### TASK ITEM
Check each line of the material for the string "TaxRateTable", and copy the lines that have it.

### RAW DATA
·····
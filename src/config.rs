use anyhow::{Context, Result};
use std::env;
use std::fmt::Display;
use std::str::FromStr;
use tracing::Level;

use crate::salary::tax_rates::TaxRateTable;

#[derive(Clone, Debug)]
pub struct Config {
    pub server_addr: String,
    /// MySQL URL. Unset means the process keeps employees in memory.
    pub database_url: Option<String>,
    pub api_prefix: String,

    // Rate limiting
    pub rate_api_per_min: u32,

    // Logging
    pub log_dir: String,
    pub log_level: Level,

    pub tds_rates: TaxRateTable,
}

impl Config {
    pub fn from_env() -> Result<Self> {
        Self::from_lookup(|key| env::var(key).ok())
    }

    pub fn from_lookup<F>(lookup: F) -> Result<Self>
    where
        F: Fn(&str) -> Option<String>,
    {
        let tds_rates = match lookup("TDS_RATES") {
            Some(raw) => TaxRateTable::parse(&raw).context("TDS_RATES is invalid")?,
            None => TaxRateTable::default(),
        };

        Ok(Self {
            server_addr: lookup("SERVER_ADDR").unwrap_or_else(|| "127.0.0.1:8080".to_string()),
            database_url: lookup("DATABASE_URL").filter(|url| !url.trim().is_empty()),
            api_prefix: lookup("API_PREFIX").unwrap_or_else(|| "/api".to_string()),
            rate_api_per_min: parse_or(&lookup, "RATE_API_PER_MIN", 1000)?,
            log_dir: lookup("LOG_DIR").unwrap_or_else(|| "logs".to_string()),
            log_level: parse_or(&lookup, "LOG_LEVEL", Level::DEBUG)?,
            tds_rates,
        })
    }
}

fn parse_or<F, T>(lookup: &F, key: &str, default: T) -> Result<T>
where
    F: Fn(&str) -> Option<String>,
    T: FromStr,
    T::Err: Display,
{
    match lookup(key) {
        Some(raw) => raw
            .trim()
            .parse()
            .map_err(|e| anyhow::anyhow!("{key} must be valid, got `{raw}`: {e}")),
        None => Ok(default),
    }
}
·····
### RESPONSE TO THE TASK
use crate::salary::tax_rates::TaxRateTable;
    pub tds_rates: TaxRateTable,
            Some(raw) => TaxRateTable::parse(&raw).context("TDS_RATES is invalid")?,
            None => TaxRateTable::default(),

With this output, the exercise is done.